use std::fmt::Write as _;

use chrono::NaiveDateTime;

use crate::{
    foundation::html::escape_html, poster::preset::PresetAnimation, poster::theme::ColorTheme,
};

/// Timestamp format shown in the poster footer.
pub const TIMESTAMP_FORMAT: &str = "%Y-%m-%d %H:%M";

const BASE_CSS: &str = r#"* {
    margin: 0;
    padding: 0;
    box-sizing: border-box;
}

body {
    font-family: 'Arial', 'Microsoft YaHei', sans-serif;
    overflow: hidden;
    height: 100vh;
    display: flex;
    justify-content: center;
    align-items: center;
}

.poster-content {
    position: relative;
    z-index: 10;
    height: 100%;
    display: flex;
    flex-direction: column;
    justify-content: center;
    align-items: center;
    text-align: center;
    padding: 40px;
    color: white;
}

.poster-title {
    font-size: 3em;
    font-weight: bold;
    margin-bottom: 30px;
    text-shadow: 2px 2px 4px rgba(0,0,0,0.5);
    animation: titleGlow 3s ease-in-out infinite alternate;
}

.poster-text {
    font-size: 1.5em;
    line-height: 1.6;
    margin-bottom: 40px;
    text-shadow: 1px 1px 2px rgba(0,0,0,0.5);
    max-width: 80%;
}

.poster-footer {
    position: absolute;
    bottom: 20px;
    right: 30px;
    display: flex;
    gap: 15px;
    align-items: center;
}

.timestamp {
    font-size: 0.9em;
    opacity: 0.8;
}

.ai-badge {
    background: rgba(255,255,255,0.2);
    padding: 5px 10px;
    border-radius: 15px;
    font-size: 0.8em;
    border: 1px solid rgba(255,255,255,0.3);
}

.animation-badge {
    background: rgba(255,255,255,0.3);
    padding: 3px 8px;
    border-radius: 10px;
    font-size: 0.7em;
    font-family: monospace;
}

.decoration {
    position: absolute;
    font-size: 2em;
    opacity: 0.6;
    animation: float 6s ease-in-out infinite;
}

.decoration:nth-child(1) { top: 10%; left: 10%; animation-delay: 0s; }
.decoration:nth-child(2) { top: 20%; right: 15%; animation-delay: 1s; }
.decoration:nth-child(3) { bottom: 20%; left: 20%; animation-delay: 2s; }
.decoration:nth-child(4) { bottom: 10%; right: 10%; animation-delay: 3s; }

@keyframes titleGlow {
    from { text-shadow: 2px 2px 4px rgba(0,0,0,0.5); }
    to { text-shadow: 2px 2px 20px rgba(255,255,255,0.5), 0 0 30px rgba(255,255,255,0.3); }
}

@keyframes float {
    0%, 100% { transform: translateY(0px) rotate(0deg); }
    50% { transform: translateY(-20px) rotate(180deg); }
}"#;

/// How the poster container is animated.
#[derive(Clone, Copy, Debug, PartialEq, Eq)]
pub enum PageAnimation<'a> {
    /// No container animation.
    Static,
    /// One of the built-in presets, applied through the container rule.
    Preset(PresetAnimation),
    /// Generated or canned animation applied through its `.animation-<name>` class.
    Custom {
        /// Animation name.
        name: &'a str,
        /// `@keyframes` block plus class rule.
        css: &'a str,
    },
}

/// Everything needed to render one poster document.
#[derive(Clone, Debug)]
pub struct PosterPage<'a> {
    /// Poster heading (escaped on render).
    pub title: &'a str,
    /// Body text (escaped on render).
    pub content: &'a str,
    /// Background theme.
    pub theme: ColorTheme,
    /// Container animation.
    pub animation: PageAnimation<'a>,
    /// Decoration glyphs, in placement order.
    pub decorations: &'a [&'a str],
    /// Footer timestamp.
    pub generated_at: NaiveDateTime,
}

impl PosterPage<'_> {
    /// Stylesheet embedded in the page `<style>` element.
    pub fn stylesheet(&self) -> String {
        let mut css = String::with_capacity(BASE_CSS.len() + 1024);
        css.push_str(BASE_CSS);

        let _ = write!(
            css,
            "\n\n.poster-main {{\n    {}\n    width: 80%;\n    max-width: 800px;\n    height: 500px;\n    border-radius: 20px;\n    box-shadow: 0 20px 60px rgba(0,0,0,0.3);\n    position: relative;\n    overflow: hidden;\n",
            self.theme.background_css()
        );
        if let PageAnimation::Preset(preset) = self.animation {
            let _ = writeln!(css, "    {}", preset.declaration());
        }
        css.push('}');

        match self.animation {
            PageAnimation::Static => {}
            PageAnimation::Preset(preset) => {
                css.push_str("\n\n");
                css.push_str(&preset.keyframes_css());
            }
            PageAnimation::Custom { css: custom, .. } => {
                css.push_str("\n\n");
                css.push_str(custom);
            }
        }
        css
    }

    /// Render the complete HTML document.
    pub fn render(&self) -> String {
        let title = escape_html(self.title);
        let content = escape_html(self.content);
        let stamp = self.generated_at.format(TIMESTAMP_FORMAT);

        let (main_class, badge) = match self.animation {
            PageAnimation::Custom { name, .. } => {
                let name = escape_html(name);
                (
                    format!("poster-main animation-{name}"),
                    format!("\n                <span class=\"animation-badge\">{name}</span>"),
                )
            }
            PageAnimation::Static | PageAnimation::Preset(_) => {
                ("poster-main".to_string(), String::new())
            }
        };

        let decorations = self
            .decorations
            .iter()
            .map(|glyph| format!("<div class=\"decoration\">{}</div>", escape_html(glyph)))
            .collect::<String>();

        let mut out = String::with_capacity(8 * 1024);
        let _ = write!(
            out,
            r#"<!DOCTYPE html>
<html lang="zh-CN">
<head>
    <meta charset="UTF-8">
    <meta name="viewport" content="width=device-width, initial-scale=1.0">
    <title>{title}</title>
    <style>
{css}
    </style>
</head>
<body>
    <div class="{main_class}">
        {decorations}
        <div class="poster-content">
            <h1 class="poster-title">{title}</h1>
            <p class="poster-text">{content}</p>
            <div class="poster-footer">
                <span class="timestamp">{stamp}</span>
                <span class="ai-badge">AI生成</span>{badge}
            </div>
        </div>
    </div>
</body>
</html>
"#,
            css = self.stylesheet(),
        );
        out
    }
}

#[cfg(test)]
#[path = "../../tests/unit/poster/page.rs"]
mod tests;
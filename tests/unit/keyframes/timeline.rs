use super::*;

#[test]
fn set_overwrites_in_place_and_keeps_declaration_order() {
    let mut tl = KeyframeTimeline::new();
    tl.set(0, "transform", "translateX(-100px)");
    tl.set(0, "opacity", "0");
    tl.set(0, "transform", "scale(0.5)");
    assert_eq!(
        tl.properties(0).collect::<Vec<_>>(),
        vec![("transform", "scale(0.5)"), ("opacity", "0")]
    );
    assert_eq!(tl.get(0, "transform"), Some("scale(0.5)"));
    assert_eq!(tl.get(50, "transform"), None);
}

#[test]
fn percentages_are_ascending() {
    let tl = KeyframeTimeline::from_triples(&[
        (100, "opacity", "1"),
        (20, "opacity", "0.5"),
        (0, "opacity", "0"),
    ]);
    assert_eq!(tl.percentages().collect::<Vec<_>>(), vec![0, 20, 100]);
}

#[test]
fn writes_past_the_end_are_dropped() {
    let mut tl = KeyframeTimeline::from_triples(&[(100, "opacity", "1")]);
    tl.set(250, "opacity", "0.9");
    tl.set(101, "transform", "scale(2)");
    assert_eq!(tl.get(100, "opacity"), Some("1"));
    assert_eq!(tl.get(100, "transform"), None);
    assert_eq!(tl.percentages().collect::<Vec<_>>(), vec![100]);

    let mut only_bad = KeyframeTimeline::new();
    only_bad.set(200, "opacity", "0");
    assert!(only_bad.is_empty());
    assert_eq!(only_bad.render_keyframes("x"), "@keyframes x {}");
}

#[test]
fn renders_one_line_per_percentage() {
    let tl = KeyframeTimeline::from_triples(&[
        (0, "opacity", "0"),
        (0, "transform", "rotate(0deg)"),
        (100, "opacity", "1"),
    ]);
    assert_eq!(
        tl.render_keyframes("demo"),
        "@keyframes demo {\n    0% { opacity: 0; transform: rotate(0deg); }\n    100% { opacity: 1; }\n}"
    );
}

#[test]
fn empty_timeline_renders_empty_block() {
    let tl = KeyframeTimeline::new();
    assert!(tl.is_empty());
    assert_eq!(tl.render_keyframes("custom_"), "@keyframes custom_ {}");
    assert_eq!(tl.properties(0).count(), 0);
}

#[test]
fn animation_rule_wraps_shorthand() {
    assert_eq!(
        render_animation_rule("spin", "spin 2s linear infinite"),
        ".animation-spin {\n    animation: spin 2s linear infinite;\n}"
    );
}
◇ ◇ ◇ ◇
Task requirements: Each line above that contains the string "tests" should be identified and copied.

Answer for the task:
#[path = "../../tests/unit/poster/page.rs"]
mod tests;
filename tests/unit/keyframes/timeline.rs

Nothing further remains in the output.